Ainsi, aux États-Unis, Helen Hung Ching Liu et son équipe ont tenté de reproduire l'implantation d'embryons humains issus de Fiv et développés dans un utérus artificiel jusqu'au stade de blastocystes. La paroi intérieure était constituée de cellules endométriales humaines, cultivées sur un support artificiel biodégradable. Une fois ce support dissous, des éléments nutritifs et des hormones furent ajoutés. Les embryons n'ont prolongé leur développement que durant six jours. L'auteur a également constaté qu'en 1990, au Japon, Yoshinori Kuwabara a entrepris le développement de foetus de chèvre dans des réservoirs en plastique remplis de liquide amniotique, leur cordon ombilical étant rattaché à deux machines chargées de l'élimination des déchets et de l'apport d'éléments nutritifs. Ces foetus vécurent trois semaines mais aucun n'a survécu.

Pure fiction

Mais que pensent les praticiens spécialistes en gynécologie de cette technique ? « Dans notre profession, mentionne le Pr Hedon, chef de service gynécologie-obstétrique au CHU Arnaud-de-Villeneuve de Montpellier, lorsque nous abordons cette question, nous l'évoquons avec des mots du langage courant car ce n'est pas encore une vérité médicale. L'utérus artificiel concerne la grossesse elle-même, et n'est pas la suite logique de l'insémination artificielle ou de la fécondation in vitro. Si techniquement ce procédé s'avérait réalisable, nous aurions un certain nombre de patientes qui pourraient bénéficier de l'utérus artificiel pour des raisons médicales. Pour l'instant, conclut-il, ce n'est que pure fiction mais elle a le mérite de stimuler la réflexion. »

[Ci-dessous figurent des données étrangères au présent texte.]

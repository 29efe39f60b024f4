//! An in-memory editor.

use codeintel_core::{
    CommandHistory, EditorCommand, EditorSurface, ViewId, ViewSnapshot, WindowId,
};
use parking_lot::Mutex;
use std::collections::HashMap;
use std::path::PathBuf;
use std::sync::atomic::{AtomicBool, AtomicU64, Ordering};
use std::sync::Arc;

/// A call made on the editor surface.
#[derive(Debug, Clone, PartialEq, Eq)]
pub enum SurfaceCall {
    SetStatus { lid: String, text: String },
    EraseStatus { lid: String },
    ShowCompletions(ViewId),
    HideCompletions(ViewId),
    ShowTipPanel { window: WindowId, text: String },
    HideTipPanel(WindowId),
    InsertSnippet { view: ViewId, contents: String },
    OpenFile { window: WindowId, location: String },
}

struct ViewState {
    snapshot: ViewSnapshot,
    /// Oldest first.
    commands: Vec<EditorCommand>,
    /// Text and cursor before each undoable edit.
    undo: Vec<(String, usize)>,
}

#[derive(Default)]
struct State {
    views: HashMap<ViewId, ViewState>,
    active_view: Option<ViewId>,
    active_window: Option<WindowId>,
    folders: HashMap<WindowId, Vec<PathBuf>>,
    calls: Vec<SurfaceCall>,
}

/// An [`EditorSurface`] backed by plain strings that records every call.
///
/// Editing helpers update the view and its command history the way a real
/// editor would, so the coordinator's typing detection sees realistic
/// input.
#[derive(Clone)]
pub struct MockEditor {
    state: Arc<Mutex<State>>,
    history_enabled: Arc<AtomicBool>,
    next_view: Arc<AtomicU64>,
}

impl Default for MockEditor {
    fn default() -> Self {
        Self::new()
    }
}

impl MockEditor {
    /// An editor with one window (`WindowId(1)`) and no views.
    pub fn new() -> Self {
        let state = State {
            active_window: Some(WindowId(1)),
            ..Default::default()
        };
        Self {
            state: Arc::new(Mutex::new(state)),
            history_enabled: Arc::new(AtomicBool::new(true)),
            next_view: Arc::new(AtomicU64::new(1)),
        }
    }

    /// Hide the command history capability.
    pub fn without_command_history(self) -> Self {
        self.history_enabled.store(false, Ordering::SeqCst);
        self
    }

    /// Open a saved file in the active window, focus it, and put the cursor
    /// at the end.
    pub fn open(&self, syntax: &str, path: &str, text: &str) -> ViewId {
        self.open_view(syntax, Some(PathBuf::from(path)), text)
    }

    /// Open an unsaved buffer.
    pub fn open_unsaved(&self, syntax: &str, text: &str) -> ViewId {
        self.open_view(syntax, None, text)
    }

    fn open_view(&self, syntax: &str, path: Option<PathBuf>, text: &str) -> ViewId {
        let view = ViewId(self.next_view.fetch_add(1, Ordering::SeqCst));
        let mut state = self.state.lock();
        let window = state.active_window.unwrap_or(WindowId(1));
        let cursor = text.chars().count();
        state.views.insert(
            view,
            ViewState {
                snapshot: ViewSnapshot {
                    view,
                    window,
                    path,
                    syntax: syntax.to_string(),
                    text: text.to_string(),
                    cursor,
                    selection_start: cursor,
                    dirty: false,
                },
                commands: Vec::new(),
                undo: Vec::new(),
            },
        );
        state.active_view = Some(view);
        view
    }

    pub fn focus(&self, view: ViewId) {
        self.state.lock().active_view = Some(view);
    }

    /// Drop a view, as the editor does when its tab closes.
    pub fn close(&self, view: ViewId) {
        let mut state = self.state.lock();
        state.views.remove(&view);
        if state.active_view == Some(view) {
            state.active_view = None;
        }
    }

    pub fn set_project_folders(&self, window: WindowId, folders: Vec<PathBuf>) {
        self.state.lock().folders.insert(window, folders);
    }

    pub fn set_syntax(&self, view: ViewId, syntax: &str) {
        self.with_view(view, |v| v.snapshot.syntax = syntax.to_string());
    }

    /// Type `characters` at the cursor.
    pub fn type_text(&self, view: ViewId, characters: &str) {
        self.edit(
            view,
            characters,
            EditorCommand::Typed {
                characters: characters.to_string(),
            },
        );
    }

    /// Insert `text` at the cursor as if by the given editor command.
    pub fn edit(&self, view: ViewId, text: &str, command: EditorCommand) {
        self.with_view(view, |v| {
            let snap = &mut v.snapshot;
            v.undo.push((snap.text.clone(), snap.cursor));
            let byte = byte_offset(&snap.text, snap.cursor);
            snap.text.insert_str(byte, text);
            snap.cursor += text.chars().count();
            snap.selection_start = snap.cursor;
            snap.dirty = true;
            v.commands.push(command);
        });
    }

    /// Undo the last edit.
    pub fn undo(&self, view: ViewId) {
        self.with_view(view, |v| {
            if let Some((text, cursor)) = v.undo.pop() {
                v.snapshot.text = text;
                v.snapshot.cursor = cursor;
                v.snapshot.selection_start = cursor;
            }
            v.commands.push(EditorCommand::Undo);
        });
    }

    pub fn move_cursor(&self, view: ViewId, cursor: usize) {
        self.with_view(view, |v| {
            v.snapshot.cursor = cursor;
            v.snapshot.selection_start = cursor;
        });
    }

    pub fn mark_saved(&self, view: ViewId) {
        self.with_view(view, |v| v.snapshot.dirty = false);
    }

    pub fn text(&self, view: ViewId) -> Option<String> {
        self.state.lock().views.get(&view).map(|v| v.snapshot.text.clone())
    }

    /// Every surface call so far, in order.
    pub fn calls(&self) -> Vec<SurfaceCall> {
        self.state.lock().calls.clone()
    }

    pub fn clear_calls(&self) {
        self.state.lock().calls.clear();
    }

    /// Status texts shown in `lid`, in order.
    pub fn statuses(&self, lid: &str) -> Vec<String> {
        self.calls()
            .into_iter()
            .filter_map(|c| match c {
                SurfaceCall::SetStatus { lid: l, text } if l == lid => Some(text),
                _ => None,
            })
            .collect()
    }

    /// What `lid` shows now.
    pub fn current_status(&self, lid: &str) -> Option<String> {
        let mut current = None;
        for call in self.calls() {
            match call {
                SurfaceCall::SetStatus { lid: l, text } if l == lid => current = Some(text),
                SurfaceCall::EraseStatus { lid: l } if l == lid => current = None,
                _ => {}
            }
        }
        current
    }

    pub fn completion_shows(&self, view: ViewId) -> usize {
        self.count(|c| *c == SurfaceCall::ShowCompletions(view))
    }

    pub fn opened_files(&self) -> Vec<String> {
        self.calls()
            .into_iter()
            .filter_map(|c| match c {
                SurfaceCall::OpenFile { location, .. } => Some(location),
                _ => None,
            })
            .collect()
    }

    pub fn inserted_snippets(&self, view: ViewId) -> Vec<String> {
        self.calls()
            .into_iter()
            .filter_map(|c| match c {
                SurfaceCall::InsertSnippet { view: v, contents } if v == view => Some(contents),
                _ => None,
            })
            .collect()
    }

    pub fn count(&self, predicate: impl Fn(&SurfaceCall) -> bool) -> usize {
        self.state.lock().calls.iter().filter(|c| predicate(c)).count()
    }

    fn record(&self, call: SurfaceCall) {
        self.state.lock().calls.push(call);
    }

    fn with_view(&self, view: ViewId, f: impl FnOnce(&mut ViewState)) {
        if let Some(v) = self.state.lock().views.get_mut(&view) {
            f(v);
        }
    }
}

fn byte_offset(text: &str, chars: usize) -> usize {
    text.char_indices()
        .nth(chars)
        .map(|(i, _)| i)
        .unwrap_or(text.len())
}

impl CommandHistory for MockEditor {
    fn recent_commands(&self, view: ViewId, count: usize) -> Vec<EditorCommand> {
        self.state
            .lock()
            .views
            .get(&view)
            .map(|v| v.commands.iter().rev().take(count).cloned().collect())
            .unwrap_or_default()
    }
}

impl EditorSurface for MockEditor {
    fn active_window(&self) -> Option<WindowId> {
        self.state.lock().active_window
    }

    fn active_view(&self) -> Option<ViewId> {
        self.state.lock().active_view
    }

    fn view_snapshot(&self, view: ViewId) -> Option<ViewSnapshot> {
        self.state.lock().views.get(&view).map(|v| v.snapshot.clone())
    }

    fn project_folders(&self, window: WindowId) -> Vec<PathBuf> {
        self.state
            .lock()
            .folders
            .get(&window)
            .cloned()
            .unwrap_or_default()
    }

    fn set_status(&self, lid: &str, text: &str) {
        self.record(SurfaceCall::SetStatus {
            lid: lid.to_string(),
            text: text.to_string(),
        });
    }

    fn erase_status(&self, lid: &str) {
        self.record(SurfaceCall::EraseStatus {
            lid: lid.to_string(),
        });
    }

    fn show_completions(&self, view: ViewId) {
        self.record(SurfaceCall::ShowCompletions(view));
    }

    fn hide_completions(&self, view: ViewId) {
        self.record(SurfaceCall::HideCompletions(view));
    }

    fn show_tip_panel(&self, window: WindowId, text: &str) {
        self.record(SurfaceCall::ShowTipPanel {
            window,
            text: text.to_string(),
        });
    }

    fn hide_tip_panel(&self, window: WindowId) {
        self.record(SurfaceCall::HideTipPanel(window));
    }

    fn insert_snippet(&self, view: ViewId, contents: &str) {
        self.record(SurfaceCall::InsertSnippet {
            view,
            contents: contents.to_string(),
        });
    }

    fn open_file(&self, window: WindowId, location: &str) {
        self.record(SurfaceCall::OpenFile {
            window,
            location: location.to_string(),
        });
    }

    fn command_history(&self) -> Option<&dyn CommandHistory> {
        if self.history_enabled.load(Ordering::SeqCst) {
            Some(self)
        } else {
            None
        }
    }
}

Le Pr Carbonne, praticien hospitalier du service de gynécologie-obstétrique de l'hôpital Saint-Antoine à Paris, mène un raisonnement tout à fait complémentaire. Il précise que « les études préliminaires réalisées sur l'animal, montrent qu'il y a des possibilités ». Mais il émet une réserve sur la pseudo révolution de « ces essais qui dans un cas, ne prolongent pas la viabilité embryonnaire et dans l'autre, portent essentiellement sur des foetus dont la gestation ne débute pas in vitro mais dans un véritable utérus. La seule chose qui me parait réalisable dans quelques décennies reprend-il, serait lors de naissances ultra prématurées, de proposer une fin de gestation hors du corps maternel. Néanmoins, parvenir à faire se développer uniquement in vitro un embryon obtenu par Fiv, semble loin d'être envisageable, assure le Pr Carbonne, compte tenu de la complexité des phénomènes d'implantation d'un embryon dans un utérus artificiel. Proposer à nos patientes ce genre de possibilité serait pour l'instant de la science-fiction ».

1- Henri Altan. L'Utérus artificiel. Éditions du Seuil. Mars 2005.